Fast forward forty years, and the unlikely pair is still together – grandparents now, four times over. Next month, they’re going to Hawaii to celebrate 40 years of marriage and their respective 60th birthdays. And on Oct. 8, they’ll be at Kailua Pier for the Ironman World Championship The Ayoubs have 22 Ironman races between them. “I did Kona when I turned 50,” Gil said. “The goal this year was to do Kona when I turned 60 – and for us to qualify together.”
“This was never on my horizon,” says Arlene, recalling her first Ironman in Penticton in 2005 – two years after she learned how to swim.
“I was standing on the beach, crying,” she says. “Then Sister Madonna [Buder, the ‘Iron Nun’ and world’s oldest Ironman finisher, at 85] prances by and says, ‘Isn’t this a blessed day?’”
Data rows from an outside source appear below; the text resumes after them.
//! Wire types shared between the BeniDrop backend and the mini-app view layer.

use serde::{Deserialize, Deserializer, Serialize};

/// Telegram user handed to the mini-app through `initDataUnsafe.user`.
#[derive(Debug, Clone, Default, Serialize, Deserialize, PartialEq, Eq)]
pub struct HostUser {
    #[serde(default)]
    pub id: Option<i64>,
    #[serde(default)]
    pub username: Option<String>,
    #[serde(default)]
    pub photo_url: Option<String>,
}

/// Identity of the current session as read from the host shell.
#[derive(Debug, Clone, Default, PartialEq, Eq)]
pub struct Identity {
    pub telegram_id: String,
    pub username: Option<String>,
    pub photo_url: Option<String>,
    /// Referral code the mini-app was opened with (`?startapp=` payload).
    pub start_param: Option<String>,
}

impl HostUser {
    /// A host user without an id is not a logged-in session.
    pub fn into_identity(self, start_param: Option<String>) -> Option<Identity> {
        let id = self.id?;
        Some(Identity {
            telegram_id: id.to_string(),
            username: self.username,
            photo_url: self.photo_url,
            start_param: start_param.filter(|p| !p.trim().is_empty()),
        })
    }
}

/// `GET /user/{id}` and `POST /register` body.
///
/// Every field is optional: absent keys leave the local value untouched.
/// Nullable text fields distinguish "absent" (`None`) from "explicitly null"
/// (`Some(None)`).
#[derive(Debug, Clone, Default, Serialize, Deserialize, PartialEq, Eq)]
pub struct UserPatch {
    #[serde(default, alias = "telegramId")]
    pub telegram_id: Option<String>,
    #[serde(default, deserialize_with = "present")]
    pub username: Option<Option<String>>,
    #[serde(default, alias = "profilePicture", deserialize_with = "present")]
    pub photo_url: Option<Option<String>>,
    #[serde(default, alias = "walletAddress", deserialize_with = "present")]
    pub wallet_address: Option<Option<String>>,
    #[serde(default, alias = "walletTag", deserialize_with = "present")]
    pub wallet_tag: Option<Option<String>>,
    #[serde(default, alias = "totalTokens")]
    pub total_tokens: Option<i64>,
    #[serde(default, alias = "checkInStreak")]
    pub check_in_streak: Option<i64>,
    #[serde(default, alias = "tasksCompleted")]
    pub tasks_completed: Option<i64>,
    #[serde(default, alias = "totalReferrals")]
    pub total_referrals: Option<i64>,
    #[serde(default, alias = "leaderboardRank")]
    pub leaderboard_rank: Option<i64>,
    #[serde(default, alias = "referralCode", deserialize_with = "present")]
    pub referral_code: Option<Option<String>>,
    #[serde(default, alias = "joinDate", deserialize_with = "present")]
    pub join_date: Option<Option<String>>,
}

fn present<'de, D, T>(deserializer: D) -> Result<Option<Option<T>>, D::Error>
where
    D: Deserializer<'de>,
    T: Deserialize<'de>,
{
    Option::<T>::deserialize(deserializer).map(Some)
}

#[derive(Debug, Clone, Default, Serialize, Deserialize, PartialEq, Eq)]
pub struct Task {
    #[serde(alias = "name")]
    pub title: String,
    #[serde(default)]
    pub description: Option<String>,
    #[serde(default, alias = "points")]
    pub reward: Option<i64>,
    #[serde(default, alias = "url")]
    pub link: Option<String>,
}

#[derive(Debug, Clone, Default, Serialize, Deserialize, PartialEq, Eq)]
pub struct LeaderboardEntry {
    #[serde(default)]
    pub username: Option<String>,
    #[serde(default)]
    pub total_tokens: i64,
    #[serde(default)]
    pub rank: Option<u32>,
}

#[derive(Debug, Clone, Default, Serialize, Deserialize, PartialEq, Eq)]
pub struct ProjectWallet {
    #[serde(default)]
    pub address: String,
    #[serde(default)]
    pub tag: Option<String>,
}

#[derive(Debug, Clone, Serialize, Deserialize, PartialEq, Eq)]
pub struct SubmitWalletRequest {
    pub telegram_id: String,
    pub wallet_address: String,
    pub wallet_tag: String,
}

#[derive(Debug, Clone, Serialize, Deserialize, PartialEq, Eq)]
pub struct CompleteTaskRequest {
    pub telegram_id: String,
    pub task_title: String,
}

#[derive(Debug, Clone, Serialize, Deserialize, PartialEq, Eq)]
pub struct UseReferralRequest {
    pub telegram_id: String,
    pub referral_code: String,
}

/// Reward acknowledgement returned by check-in, task completion and referral
/// redemption.
#[derive(Debug, Clone, Default, Serialize, Deserialize, PartialEq, Eq)]
pub struct RewardResponse {
    #[serde(default)]
    pub status: Option<String>,
    #[serde(default)]
    pub tokens_earned: i64,
    #[serde(default)]
    pub streak: Option<i64>,
    #[serde(default)]
    pub total_tokens: Option<i64>,
}

/// Body of a non-success response.
#[derive(Debug, Clone, Default, Serialize, Deserialize, PartialEq, Eq)]
pub struct ErrorBody {
    #[serde(default)]
    pub detail: Option<String>,
}

#[cfg(test)]
mod tests {
    use super::*;

    #[test]
    fn user_patch_tells_null_from_absent() {
        let patch: UserPatch =
            serde_json::from_str(r#"{"wallet_address": null, "total_tokens": 1500}"#).unwrap();

        assert_eq!(patch.wallet_address, Some(None));
        assert_eq!(patch.referral_code, None);
        assert_eq!(patch.total_tokens, Some(1500));
        assert_eq!(patch.check_in_streak, None);
    }

    #[test]
    fn user_patch_accepts_camel_case_keys() {
        let patch: UserPatch =
            serde_json::from_str(r#"{"walletAddress": "erd1abc", "checkInStreak": 4}"#).unwrap();

        assert_eq!(patch.wallet_address, Some(Some("erd1abc".to_owned())));
        assert_eq!(patch.check_in_streak, Some(4));
    }

    #[test]
    fn task_accepts_backend_aliases() {
        let task: Task =
            serde_json::from_str(r#"{"name": "Join Discord", "points": 1000}"#).unwrap();

        assert_eq!(task.title, "Join Discord");
        assert_eq!(task.reward, Some(1000));
        assert!(task.description.is_none());
    }

    #[test]
    fn host_user_without_id_is_not_an_identity() {
        let user = HostUser {
            id: None,
            username: Some("alice".to_owned()),
            photo_url: None,
        };
        assert!(user.into_identity(None).is_none());
    }

    #[test]
    fn blank_start_param_is_dropped() {
        let user = HostUser {
            id: Some(42),
            ..HostUser::default()
        };
        let identity = user.into_identity(Some("  ".to_owned())).unwrap();

        assert_eq!(identity.telegram_id, "42");
        assert!(identity.start_param.is_none());
    }
}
That was the boost Arlene needed to overcome her fear, but she laughs at the photo of her getting out of Okanagan Lake an hour and 35 minutes later. “The picture coming out of the swim is me, looking backwards, to see if there is anybody behind me,” she says. “I was sure I was last!” Back in the early 1970s in St. Leonard, “exercise just wasn’t part of the recipe,” Arlene says. “Girls didn’t even have gym.” In the Turner household, the boys were even fed differently. “My brothers played hockey, so they got steak.” Gil, on the other hand, was sports-obsessed, adventurous and ready to try his hand at anything. In his 20s, he raced Olympic-class Tornado catamarans and windsurfed in summer, played squash and worked as a ski and snowboard instructor in winter. He persuaded Arlene to take up martial arts, both of them earning black belts in aikido. Then there was polo. “He got into it through a family member who had horses,” Arlene says. “I have a memory of me holding our son Christopher in my arms – he was probably four months old – and a two-year-old at my leg, and my husband was taking off to go play polo on a Saturday morning. There’s me, just standing by the window, crying.” “Those were the years I had to persist through.” “Arlene wasn’t a horse person at all,” Gil concedes. Eventually, polo was replaced by mountain-bike racing. And Arlene, in her 40s, discovered running. “I started to get away from everybody,” Arlene says. “It was simple. Put on a pair of running shoes, and go.”